Answer with only the number of lines below where "sync" appears.
---- Data supplied
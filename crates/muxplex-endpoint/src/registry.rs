use std::collections::BTreeMap;
use std::sync::mpsc::Sender;

use muxplex_frame::Prefix;

use crate::proxy::StreamEvent;

/// Which side opened a logical stream.
#[derive(Debug, Clone, Copy, PartialEq, Eq, Hash)]
pub enum Direction {
    /// Opened by this endpoint.
    Local,
    /// Opened by the peer.
    Remote,
}

impl Direction {
    /// Prefix stamped on frames this side sends for the stream.
    ///
    /// The peer keeps the stream under the other direction, so the prefix
    /// names the peer's registry.
    pub fn outbound_prefix(self) -> Prefix {
        match self {
            Direction::Local => Prefix::Remote,
            Direction::Remote => Prefix::Local,
        }
    }

    /// Registry an inbound frame with this prefix is addressed to.
    pub fn from_prefix(byte: u8) -> Option<Self> {
        match Prefix::try_from(byte) {
            Ok(Prefix::Local) => Some(Direction::Local),
            Ok(Prefix::Remote) => Some(Direction::Remote),
            _ => None,
        }
    }
}

/// Per-stream bookkeeping held by the endpoint.
#[derive(Debug)]
pub(crate) struct StreamSlot {
    pub(crate) serial: u64,
    pub(crate) events: Sender<StreamEvent>,
    pub(crate) first_packet_sent: bool,
}

/// Open streams, keyed by direction and id.
#[derive(Debug, Default)]
pub(crate) struct Registry {
    local: BTreeMap<u8, StreamSlot>,
    remote: BTreeMap<u8, StreamSlot>,
}

impl Registry {
    fn side(&self, direction: Direction) -> &BTreeMap<u8, StreamSlot> {
        match direction {
            Direction::Local => &self.local,
            Direction::Remote => &self.remote,
        }
    }

    fn side_mut(&mut self, direction: Direction) -> &mut BTreeMap<u8, StreamSlot> {
        match direction {
            Direction::Local => &mut self.local,
            Direction::Remote => &mut self.remote,
        }
    }

    pub(crate) fn contains(&self, direction: Direction, id: u8) -> bool {
        self.side(direction).contains_key(&id)
    }

    pub(crate) fn get(&self, direction: Direction, id: u8) -> Option<&StreamSlot> {
        self.side(direction).get(&id)
    }

    pub(crate) fn get_mut(&mut self, direction: Direction, id: u8) -> Option<&mut StreamSlot> {
        self.side_mut(direction).get_mut(&id)
    }

    pub(crate) fn insert(&mut self, direction: Direction, id: u8, slot: StreamSlot) {
        self.side_mut(direction).insert(id, slot);
    }

    /// Remove a slot, optionally only if it belongs to the given lifetime.
    pub(crate) fn remove(
        &mut self,
        direction: Direction,
        id: u8,
        serial: Option<u64>,
    ) -> Option<StreamSlot> {
        let side = self.side_mut(direction);
        let current = side
            .get(&id)
            .is_some_and(|slot| serial.is_none_or(|serial| serial == slot.serial));
        if current {
            side.remove(&id)
        } else {
            None
        }
    }

    /// Remove every slot, local streams first, each side in id order.
    pub(crate) fn drain(&mut self) -> Vec<(Direction, u8, StreamSlot)> {
        let local = std::mem::take(&mut self.local)
            .into_iter()
            .map(|(id, slot)| (Direction::Local, id, slot));
        let remote = std::mem::take(&mut self.remote)
            .into_iter()
            .map(|(id, slot)| (Direction::Remote, id, slot));
        local.chain(remote).collect()
    }

    pub(crate) fn len(&self, direction: Direction) -> usize {
        self.side(direction).len()
    }
}

#[cfg(test)]
mod tests {
    use std::sync::mpsc;

    use super::*;

    fn slot(serial: u64) -> StreamSlot {
        let (events, _rx) = mpsc::channel();
        StreamSlot {
            serial,
            events,
            first_packet_sent: false,
        }
    }

    #[test]
    fn prefixes_route_to_the_peer() {
        assert_eq!(Direction::Local.outbound_prefix(), Prefix::Remote);
        assert_eq!(Direction::Remote.outbound_prefix(), Prefix::Local);
        assert_eq!(Direction::from_prefix(0xAA), Some(Direction::Local));
        assert_eq!(Direction::from_prefix(0xBB), Some(Direction::Remote));
        assert_eq!(Direction::from_prefix(0xCC), None);
        assert_eq!(Direction::from_prefix(0x00), None);
    }

    #[test]
    fn directions_are_independent() {
        let mut registry = Registry::default();
        registry.insert(Direction::Local, 3, slot(1));
        registry.insert(Direction::Remote, 3, slot(2));

        assert_eq!(registry.get(Direction::Local, 3).map(|s| s.serial), Some(1));
        assert_eq!(registry.get(Direction::Remote, 3).map(|s| s.serial), Some(2));
        assert_eq!(registry.len(Direction::Local), 1);
        assert_eq!(registry.len(Direction::Remote), 1);
    }

    #[test]
    fn remove_checks_serial() {
        let mut registry = Registry::default();
        registry.insert(Direction::Local, 7, slot(10));

        assert!(registry.remove(Direction::Local, 7, Some(9)).is_none());
        assert!(registry.contains(Direction::Local, 7));
        assert!(registry.remove(Direction::Local, 7, Some(10)).is_some());
        assert!(!registry.contains(Direction::Local, 7));
        assert!(registry.remove(Direction::Local, 7, None).is_none());
    }

    #[test]
    fn drain_is_ordered() {
        let mut registry = Registry::default();
        registry.insert(Direction::Remote, 1, slot(1));
        registry.insert(Direction::Local, 9, slot(2));
        registry.insert(Direction::Local, 2, slot(3));

        let order: Vec<_> = registry
            .drain()
            .into_iter()
            .map(|(direction, id, _)| (direction, id))
            .collect();
        assert_eq!(
            order,
            vec![
                (Direction::Local, 2),
                (Direction::Local, 9),
                (Direction::Remote, 1)
            ]
        );
        assert_eq!(registry.len(Direction::Local), 0);
    }
}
--------
▶ **Written solution**
2